**** TASK INPUT ****

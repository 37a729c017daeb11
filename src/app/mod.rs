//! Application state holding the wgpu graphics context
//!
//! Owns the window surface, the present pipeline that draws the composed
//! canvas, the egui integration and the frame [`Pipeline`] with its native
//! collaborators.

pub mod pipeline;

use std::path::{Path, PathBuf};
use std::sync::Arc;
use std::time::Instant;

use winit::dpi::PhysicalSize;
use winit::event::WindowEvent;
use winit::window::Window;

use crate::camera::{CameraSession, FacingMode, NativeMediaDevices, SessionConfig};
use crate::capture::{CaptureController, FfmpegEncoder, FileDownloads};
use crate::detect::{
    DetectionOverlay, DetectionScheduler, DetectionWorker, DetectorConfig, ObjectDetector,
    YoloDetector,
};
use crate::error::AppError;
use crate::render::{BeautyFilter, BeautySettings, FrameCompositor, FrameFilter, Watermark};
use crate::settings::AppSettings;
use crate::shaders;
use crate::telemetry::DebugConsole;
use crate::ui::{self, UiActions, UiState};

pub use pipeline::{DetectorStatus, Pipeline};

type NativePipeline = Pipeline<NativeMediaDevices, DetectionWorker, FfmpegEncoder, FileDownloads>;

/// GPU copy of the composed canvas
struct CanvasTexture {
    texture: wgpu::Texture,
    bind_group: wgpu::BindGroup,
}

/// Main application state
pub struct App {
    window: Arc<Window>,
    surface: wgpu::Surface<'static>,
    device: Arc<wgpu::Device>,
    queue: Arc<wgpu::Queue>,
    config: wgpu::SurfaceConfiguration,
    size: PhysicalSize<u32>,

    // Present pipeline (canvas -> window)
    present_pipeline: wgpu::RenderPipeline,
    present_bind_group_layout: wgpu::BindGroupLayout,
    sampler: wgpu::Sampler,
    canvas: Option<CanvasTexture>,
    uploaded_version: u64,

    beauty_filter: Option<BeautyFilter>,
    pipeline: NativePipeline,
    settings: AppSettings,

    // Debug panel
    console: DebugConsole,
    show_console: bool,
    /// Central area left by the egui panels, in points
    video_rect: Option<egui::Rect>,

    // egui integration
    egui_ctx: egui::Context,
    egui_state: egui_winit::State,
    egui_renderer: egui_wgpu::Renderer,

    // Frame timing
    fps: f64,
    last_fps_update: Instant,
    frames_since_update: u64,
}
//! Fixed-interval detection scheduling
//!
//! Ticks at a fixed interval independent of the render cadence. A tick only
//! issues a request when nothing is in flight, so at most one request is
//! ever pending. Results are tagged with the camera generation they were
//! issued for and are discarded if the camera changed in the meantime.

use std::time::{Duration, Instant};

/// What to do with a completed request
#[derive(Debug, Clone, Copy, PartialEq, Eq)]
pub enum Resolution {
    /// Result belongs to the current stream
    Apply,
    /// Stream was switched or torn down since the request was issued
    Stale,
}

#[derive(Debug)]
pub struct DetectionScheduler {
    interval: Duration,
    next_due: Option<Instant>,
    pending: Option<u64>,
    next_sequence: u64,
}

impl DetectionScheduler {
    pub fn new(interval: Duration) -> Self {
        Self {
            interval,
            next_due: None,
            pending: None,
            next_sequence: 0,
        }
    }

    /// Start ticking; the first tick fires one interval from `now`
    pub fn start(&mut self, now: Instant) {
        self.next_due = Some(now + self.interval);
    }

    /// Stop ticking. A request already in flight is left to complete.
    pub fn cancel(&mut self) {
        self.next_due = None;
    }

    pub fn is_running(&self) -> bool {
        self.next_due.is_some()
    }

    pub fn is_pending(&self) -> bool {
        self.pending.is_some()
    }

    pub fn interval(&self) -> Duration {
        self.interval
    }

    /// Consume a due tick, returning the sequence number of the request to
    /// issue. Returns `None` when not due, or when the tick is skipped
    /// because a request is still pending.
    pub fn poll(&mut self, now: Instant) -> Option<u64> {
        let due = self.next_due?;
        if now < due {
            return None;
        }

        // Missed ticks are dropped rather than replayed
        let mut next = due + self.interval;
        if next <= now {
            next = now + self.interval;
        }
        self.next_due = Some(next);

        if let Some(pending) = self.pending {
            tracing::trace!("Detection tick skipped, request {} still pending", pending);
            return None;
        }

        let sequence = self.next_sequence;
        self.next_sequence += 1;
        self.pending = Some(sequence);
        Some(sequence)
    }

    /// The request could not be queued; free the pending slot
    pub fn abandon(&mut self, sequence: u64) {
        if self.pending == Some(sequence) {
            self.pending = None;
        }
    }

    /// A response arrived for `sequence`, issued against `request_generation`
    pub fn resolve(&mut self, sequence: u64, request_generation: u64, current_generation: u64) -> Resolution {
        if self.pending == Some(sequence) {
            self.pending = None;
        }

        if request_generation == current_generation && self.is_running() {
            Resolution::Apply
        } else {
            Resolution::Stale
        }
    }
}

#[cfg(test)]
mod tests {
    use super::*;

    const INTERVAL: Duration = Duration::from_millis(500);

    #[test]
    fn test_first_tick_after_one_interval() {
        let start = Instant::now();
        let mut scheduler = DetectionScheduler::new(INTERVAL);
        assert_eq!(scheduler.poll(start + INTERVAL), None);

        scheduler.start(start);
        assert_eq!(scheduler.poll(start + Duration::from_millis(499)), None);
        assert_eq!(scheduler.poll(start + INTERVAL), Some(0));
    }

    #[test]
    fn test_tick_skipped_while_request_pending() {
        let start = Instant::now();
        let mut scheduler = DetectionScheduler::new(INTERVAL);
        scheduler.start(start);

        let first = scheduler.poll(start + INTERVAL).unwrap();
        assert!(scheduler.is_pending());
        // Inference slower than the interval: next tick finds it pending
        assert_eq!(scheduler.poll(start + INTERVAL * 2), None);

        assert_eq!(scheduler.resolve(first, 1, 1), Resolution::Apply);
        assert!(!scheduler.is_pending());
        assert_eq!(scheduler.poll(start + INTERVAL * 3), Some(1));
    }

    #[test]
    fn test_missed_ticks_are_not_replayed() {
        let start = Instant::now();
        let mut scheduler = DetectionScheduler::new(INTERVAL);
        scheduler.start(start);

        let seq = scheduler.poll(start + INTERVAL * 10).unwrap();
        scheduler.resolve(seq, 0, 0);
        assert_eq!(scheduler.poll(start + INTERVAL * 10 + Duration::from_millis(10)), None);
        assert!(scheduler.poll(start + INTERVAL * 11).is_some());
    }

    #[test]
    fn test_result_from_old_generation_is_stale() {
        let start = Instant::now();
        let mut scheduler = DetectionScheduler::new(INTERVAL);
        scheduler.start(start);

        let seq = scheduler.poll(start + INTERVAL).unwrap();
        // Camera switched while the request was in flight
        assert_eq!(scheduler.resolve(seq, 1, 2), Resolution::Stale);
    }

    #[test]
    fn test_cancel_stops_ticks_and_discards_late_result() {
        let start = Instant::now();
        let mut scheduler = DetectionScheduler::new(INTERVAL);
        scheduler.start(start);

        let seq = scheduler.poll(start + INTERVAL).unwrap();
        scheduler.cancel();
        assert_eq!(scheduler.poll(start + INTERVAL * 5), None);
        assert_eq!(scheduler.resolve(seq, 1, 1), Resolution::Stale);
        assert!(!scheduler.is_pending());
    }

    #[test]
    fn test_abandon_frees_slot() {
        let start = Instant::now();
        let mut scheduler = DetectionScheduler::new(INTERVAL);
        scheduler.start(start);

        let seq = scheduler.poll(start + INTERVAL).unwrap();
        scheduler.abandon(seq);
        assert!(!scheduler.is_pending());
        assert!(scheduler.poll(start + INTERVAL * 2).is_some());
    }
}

****

PROBLEM STATEMENT
Please work out how many lines above contain the string "Resolution", and reply with that number alone.

EXERCISE RESULT
7